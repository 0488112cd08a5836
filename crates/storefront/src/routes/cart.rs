//! Cart route handlers.
//!
//! Cart operations use HTMX for dynamic updates without full page reloads.
//! Requests without the `HX-Request` header get a redirect instead of a
//! fragment, so every form also works with JavaScript disabled.

use askama::Template;
use askama_web::WebTemplate;
use axum::{
    Form,
    extract::{Query, State},
    http::HeaderMap,
    response::{AppendHeaders, IntoResponse, Redirect, Response},
};
use ishq_core::{Cart, CartLine, Intent, ProductId, ShopSession};
use serde::Deserialize;
use tower_sessions::Session;
use tracing::instrument;

use crate::error::{Result, add_breadcrumb};
use crate::filters;
use crate::models::{load_shop, save_shop};
use crate::routes::home::{NavItem, nav_items};
use crate::state::AppState;

/// Header HTMX sets on every request it issues.
const HX_REQUEST: &str = "hx-request";

/// Event fired so the header badge refreshes itself.
const CART_UPDATED_TRIGGER: (&str, &str) = ("HX-Trigger", "cart-updated");

/// Cart line display data for templates.
#[derive(Clone)]
pub struct CartLineView {
    pub product_id: i32,
    pub name: String,
    pub image: String,
    pub price: String,
    pub line_price: String,
    pub quantity: u32,
}

/// Cart display data for templates.
#[derive(Clone)]
pub struct CartView {
    pub lines: Vec<CartLineView>,
    pub total: String,
    pub item_count: u64,
}

// =============================================================================
// Type Conversions
// =============================================================================

impl From<&CartLine> for CartLineView {
    fn from(line: &CartLine) -> Self {
        Self {
            product_id: line.product.id.as_i32(),
            name: line.product.name.clone(),
            image: line.product.image.clone(),
            price: line.product.price.to_string(),
            line_price: line.line_price().to_string(),
            quantity: line.quantity,
        }
    }
}

impl From<&Cart> for CartView {
    fn from(cart: &Cart) -> Self {
        Self {
            lines: cart.lines().iter().map(CartLineView::from).collect(),
            total: cart.total_price().to_string(),
            item_count: cart.total_items(),
        }
    }
}

// =============================================================================
// Forms
// =============================================================================

/// Add to cart form data.
#[derive(Debug, Deserialize)]
pub struct AddToCartForm {
    pub product_id: ProductId,
}

/// Update quantity form data. `delta` is usually `1` or `-1`.
#[derive(Debug, Deserialize)]
pub struct UpdateCartForm {
    pub product_id: ProductId,
    pub delta: i32,
}

/// Remove from cart form data.
#[derive(Debug, Deserialize)]
pub struct RemoveFromCartForm {
    pub product_id: ProductId,
}

/// Cart page query string.
#[derive(Debug, Default, Deserialize)]
pub struct CartQuery {
    /// Set after the checkout button was pressed.
    #[serde(default)]
    pub checkout: Option<String>,
}

// =============================================================================
// Templates
// =============================================================================

/// Cart page template.
#[derive(Template, WebTemplate)]
#[template(path = "cart/show.html")]
pub struct CartShowTemplate {
    pub nav: Vec<NavItem>,
    pub cart_count: u64,
    pub cart: CartView,
    pub checkout_notice: bool,
}

/// Cart items fragment template (for HTMX).
#[derive(Template, WebTemplate)]
#[template(path = "partials/cart_items.html")]
pub struct CartItemsTemplate {
    pub cart: CartView,
}

/// Cart count badge fragment template (for HTMX).
#[derive(Template, WebTemplate)]
#[template(path = "partials/cart_count.html")]
pub struct CartCountTemplate {
    pub count: u64,
}

// =============================================================================
// Handlers
// =============================================================================

fn is_htmx(headers: &HeaderMap) -> bool {
    headers.contains_key(HX_REQUEST)
}

/// Apply `intent` to the visitor's session and store the result.
async fn apply(state: &AppState, session: &Session, intent: Intent) -> Result<ShopSession> {
    let mut shop = load_shop(session).await;
    shop.dispatch(intent, state.catalog())?;
    save_shop(session, &shop).await?;
    tracing::debug!(
        ?intent,
        lines = shop.cart.len(),
        items = shop.cart.total_items(),
        "Cart updated"
    );
    Ok(shop)
}

/// Fragment reply for HTMX requests, redirect to the cart page otherwise.
fn cart_items_reply(headers: &HeaderMap, shop: &ShopSession) -> Response {
    if is_htmx(headers) {
        (
            AppendHeaders([CART_UPDATED_TRIGGER]),
            CartItemsTemplate {
                cart: CartView::from(&shop.cart),
            },
        )
            .into_response()
    } else {
        Redirect::to("/cart").into_response()
    }
}

/// Display cart page.
#[instrument(skip(session))]
pub async fn show(session: Session, Query(query): Query<CartQuery>) -> impl IntoResponse {
    let shop = load_shop(&session).await;

    CartShowTemplate {
        nav: nav_items(shop.section),
        cart_count: shop.cart.total_items(),
        cart: CartView::from(&shop.cart),
        checkout_notice: query.checkout.is_some(),
    }
}

/// Add one unit of a product to the cart.
///
/// HTMX requests get the refreshed count badge; plain form posts are
/// redirected back to the catalog.
///
/// # Errors
///
/// Returns 404 if the product is not in the catalog.
#[instrument(skip(state, session, headers))]
pub async fn add(
    State(state): State<AppState>,
    session: Session,
    headers: HeaderMap,
    Form(form): Form<AddToCartForm>,
) -> Result<Response> {
    let shop = apply(&state, &session, Intent::AddItem(form.product_id)).await?;

    if !is_htmx(&headers) {
        return Ok(Redirect::to("/").into_response());
    }

    Ok((
        AppendHeaders([CART_UPDATED_TRIGGER]),
        CartCountTemplate {
            count: shop.cart.total_items(),
        },
    )
        .into_response())
}

/// Change a line's quantity by `delta` (never below 1).
///
/// # Errors
///
/// Returns 500 if the session cannot be saved.
#[instrument(skip(state, session, headers))]
pub async fn update(
    State(state): State<AppState>,
    session: Session,
    headers: HeaderMap,
    Form(form): Form<UpdateCartForm>,
) -> Result<Response> {
    let intent = Intent::ChangeQuantity {
        product_id: form.product_id,
        delta: form.delta,
    };
    let shop = apply(&state, &session, intent).await?;
    Ok(cart_items_reply(&headers, &shop))
}

/// Remove a line from the cart.
///
/// # Errors
///
/// Returns 500 if the session cannot be saved.
#[instrument(skip(state, session, headers))]
pub async fn remove(
    State(state): State<AppState>,
    session: Session,
    headers: HeaderMap,
    Form(form): Form<RemoveFromCartForm>,
) -> Result<Response> {
    let shop = apply(&state, &session, Intent::RemoveItem(form.product_id)).await?;
    Ok(cart_items_reply(&headers, &shop))
}

/// Get cart count badge (HTMX).
#[instrument(skip(session))]
pub async fn count(session: Session) -> impl IntoResponse {
    let shop = load_shop(&session).await;
    CartCountTemplate {
        count: shop.cart.total_items(),
    }
}

/// Checkout button.
///
/// Orders are not submitted anywhere: the summary is logged, the cart is left
/// as it is, and the visitor is sent back to the cart page with a notice.
#[instrument(skip(session))]
pub async fn checkout(session: Session) -> Redirect {
    let shop = load_shop(&session).await;

    if shop.cart.is_empty() {
        return Redirect::to("/cart");
    }

    let total = shop.cart.total_price();
    tracing::info!(
        lines = shop.cart.len(),
        items = shop.cart.total_items(),
        total_minor = total.minor(),
        "Checkout requested"
    );
    add_breadcrumb(
        "cart",
        "Checkout requested",
        Some(&[("total", total.to_string().as_str())]),
    );

    Redirect::to("/cart?checkout=1")
}
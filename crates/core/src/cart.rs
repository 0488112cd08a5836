//! Shopping cart held in the visitor's session.
//!
//! Lines keep the order in which products were first added. A product id
//! appears on at most one line.

use serde::{Deserialize, Serialize};

use crate::catalog::Product;
use crate::types::{Price, ProductId};

/// A product snapshot paired with a quantity (always at least 1).
#[derive(Debug, Clone, PartialEq, Eq, Serialize, Deserialize)]
pub struct CartLine {
    pub product: Product,
    pub quantity: u32,
}

impl CartLine {
    /// Price of the whole line.
    #[must_use]
    pub fn line_price(&self) -> Price {
        self.product.price.times(self.quantity)
    }
}

/// Insertion-ordered cart lines.
#[derive(Debug, Clone, Default, PartialEq, Eq, Serialize, Deserialize)]
pub struct Cart {
    lines: Vec<CartLine>,
}

impl Cart {
    #[must_use]
    pub fn new() -> Self {
        Self::default()
    }

    /// Add one unit of `product`.
    ///
    /// Increments the existing line for the product, or appends a new line
    /// holding a snapshot of it.
    pub fn add(&mut self, product: &Product) {
        if let Some(line) = self.line_mut(product.id) {
            line.quantity = line.quantity.saturating_add(1);
            return;
        }
        self.lines.push(CartLine {
            product: product.clone(),
            quantity: 1,
        });
    }

    /// Remove the line for `product_id`. Absent ids are ignored.
    pub fn remove(&mut self, product_id: ProductId) {
        self.lines.retain(|line| line.product.id != product_id);
    }

    /// Shift a line's quantity by `delta`, never going below 1.
    ///
    /// Decrementing a single unit leaves the line in place; only `remove`
    /// deletes a line. Absent ids are ignored.
    pub fn update_quantity(&mut self, product_id: ProductId, delta: i32) {
        if let Some(line) = self.line_mut(product_id) {
            let next = (i64::from(line.quantity) + i64::from(delta)).max(1);
            line.quantity = u32::try_from(next).unwrap_or(u32::MAX);
        }
    }

    /// Sum of `price * quantity` over all lines.
    #[must_use]
    pub fn total_price(&self) -> Price {
        self.lines.iter().map(CartLine::line_price).sum()
    }

    /// Sum of quantities over all lines, for the cart badge.
    #[must_use]
    pub fn total_items(&self) -> u64 {
        self.lines.iter().map(|line| u64::from(line.quantity)).sum()
    }

    #[must_use]
    pub fn lines(&self) -> &[CartLine] {
        &self.lines
    }

    #[must_use]
    pub fn line(&self, product_id: ProductId) -> Option<&CartLine> {
        self.lines.iter().find(|line| line.product.id == product_id)
    }

    /// Number of distinct products.
    #[must_use]
    pub fn len(&self) -> usize {
        self.lines.len()
    }

    #[must_use]
    pub fn is_empty(&self) -> bool {
        self.lines.is_empty()
    }

    fn line_mut(&mut self, product_id: ProductId) -> Option<&mut CartLine> {
        self.lines
            .iter_mut()
            .find(|line| line.product.id == product_id)
    }
}

#[cfg(test)]
#[allow(clippy::unwrap_used)]
mod tests {
    use super::*;
    use crate::catalog::{Catalog, Category};

    fn cake(id: i32, rubles: u64) -> Product {
        Product::new(
            ProductId::new(id),
            format!("Cake {id}"),
            Price::from_major(rubles),
            "A cake",
            "/static/images/placeholder.svg",
            Some(Category::Desserts),
        )
    }

    fn assert_totals_match_lines(cart: &Cart) {
        let items: u64 = cart.lines().iter().map(|l| u64::from(l.quantity)).sum();
        let price: Price = cart
            .lines()
            .iter()
            .map(|l| l.product.price.times(l.quantity))
            .sum();
        assert_eq!(cart.total_items(), items);
        assert_eq!(cart.total_price(), price);
    }

    #[test]
    fn test_empty_cart_totals() {
        let cart = Cart::new();
        assert!(cart.is_empty());
        assert_eq!(cart.total_price(), Price::ZERO);
        assert_eq!(cart.total_items(), 0);
    }

    #[test]
    fn test_adding_twice_yields_one_line_with_quantity_two() {
        let bakery = Catalog::bakery();
        for product in bakery.products() {
            let mut cart = Cart::new();
            cart.add(product);
            cart.add(product);
            assert_eq!(cart.len(), 1);
            assert_eq!(cart.line(product.id).unwrap().quantity, 2);
        }
    }

    #[test]
    fn test_lines_keep_insertion_order() {
        let mut cart = Cart::new();
        cart.add(&cake(3, 100));
        cart.add(&cake(1, 100));
        cart.add(&cake(3, 100));
        cart.add(&cake(2, 100));

        let ids: Vec<i32> = cart.lines().iter().map(|l| l.product.id.as_i32()).collect();
        assert_eq!(ids, vec![3, 1, 2]);
    }

    #[test]
    fn test_line_holds_snapshot_of_product() {
        let mut product = cake(1, 100);
        let mut cart = Cart::new();
        cart.add(&product);

        product.name = "Renamed".to_string();
        cart.add(&product);

        let line = cart.line(ProductId::new(1)).unwrap();
        assert_eq!(line.product.name, "Cake 1");
        assert_eq!(line.quantity, 2);
    }

    #[test]
    fn test_remove_is_idempotent() {
        let mut cart = Cart::new();
        cart.add(&cake(1, 100));
        cart.add(&cake(2, 200));

        cart.remove(ProductId::new(1));
        let once = cart.clone();
        cart.remove(ProductId::new(1));

        assert_eq!(cart, once);
        assert_eq!(cart.len(), 1);
    }

    #[test]
    fn test_remove_absent_id_is_noop() {
        let mut cart = Cart::new();
        cart.add(&cake(1, 100));
        let before = cart.clone();
        cart.remove(ProductId::new(42));
        assert_eq!(cart, before);
    }

    #[test]
    fn test_update_quantity_floors_at_one() {
        let mut cart = Cart::new();
        cart.add(&cake(1, 100));
        cart.update_quantity(ProductId::new(1), 4);
        assert_eq!(cart.line(ProductId::new(1)).unwrap().quantity, 5);

        cart.update_quantity(ProductId::new(1), -100);
        assert_eq!(cart.line(ProductId::new(1)).unwrap().quantity, 1);

        cart.update_quantity(ProductId::new(1), -1);
        assert_eq!(cart.len(), 1);
        assert_eq!(cart.line(ProductId::new(1)).unwrap().quantity, 1);
    }

    #[test]
    fn test_update_quantity_extreme_deltas() {
        let mut cart = Cart::new();
        cart.add(&cake(1, 100));
        cart.update_quantity(ProductId::new(1), i32::MIN);
        assert_eq!(cart.line(ProductId::new(1)).unwrap().quantity, 1);

        cart.update_quantity(ProductId::new(1), i32::MAX);
        cart.update_quantity(ProductId::new(1), i32::MAX);
        cart.update_quantity(ProductId::new(1), i32::MAX);
        assert_eq!(cart.line(ProductId::new(1)).unwrap().quantity, u32::MAX);
        assert_totals_match_lines(&cart);
    }

    #[test]
    fn test_update_quantity_absent_id_is_noop() {
        let mut cart = Cart::new();
        cart.add(&cake(1, 100));
        let before = cart.clone();
        cart.update_quantity(ProductId::new(2), 3);
        assert_eq!(cart, before);
    }

    #[test]
    fn test_totals_track_every_operation() {
        let mut cart = Cart::new();
        cart.add(&cake(1, 2500));
        assert_totals_match_lines(&cart);
        cart.add(&cake(2, 380));
        assert_totals_match_lines(&cart);
        cart.update_quantity(ProductId::new(2), 3);
        assert_totals_match_lines(&cart);
        cart.add(&cake(1, 2500));
        assert_totals_match_lines(&cart);
        cart.remove(ProductId::new(1));
        assert_totals_match_lines(&cart);

        assert_eq!(cart.total_items(), 4);
        assert_eq!(cart.total_price(), Price::from_major(1520));
    }

    #[test]
    fn test_checkout_scenario() {
        let product = Product::new(
            ProductId::new(1),
            "Шоколадный вихрь",
            Price::from_minor(2500),
            "",
            "",
            Some(Category::Desserts),
        );
        let mut cart = Cart::new();
        assert_eq!(cart.total_price(), Price::ZERO);
        assert_eq!(cart.total_items(), 0);

        cart.add(&product);
        assert_eq!(cart.total_price(), Price::from_minor(2500));
        assert_eq!(cart.total_items(), 1);

        cart.add(&product);
        assert_eq!(cart.total_price(), Price::from_minor(5000));
        assert_eq!(cart.total_items(), 2);
        assert_eq!(cart.len(), 1);

        cart.update_quantity(ProductId::new(1), -1);
        assert_eq!(cart.line(ProductId::new(1)).unwrap().quantity, 1);
        assert_eq!(cart.total_price(), Price::from_minor(2500));

        cart.remove(ProductId::new(1));
        assert!(cart.is_empty());
    }
}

PROBLEM DESCRIPTION
Begin at the first line of the entries above and copy every line exactly, ending with the line that contains "use tracing::instrument;".

ANSWER TO THIS EXERCISE
repository 0488112cd08a5836
filename crates/storefront/src/routes/cart.rs
//! Cart route handlers.
//!
//! Cart operations use HTMX for dynamic updates without full page reloads.
//! Requests without the `HX-Request` header get a redirect instead of a
//! fragment, so every form also works with JavaScript disabled.

use askama::Template;
use askama_web::WebTemplate;
use axum::{
    Form,
    extract::{Query, State},
    http::HeaderMap,
    response::{AppendHeaders, IntoResponse, Redirect, Response},
};
use ishq_core::{Cart, CartLine, Intent, ProductId, ShopSession};
use serde::Deserialize;
use tower_sessions::Session;
use tracing::instrument;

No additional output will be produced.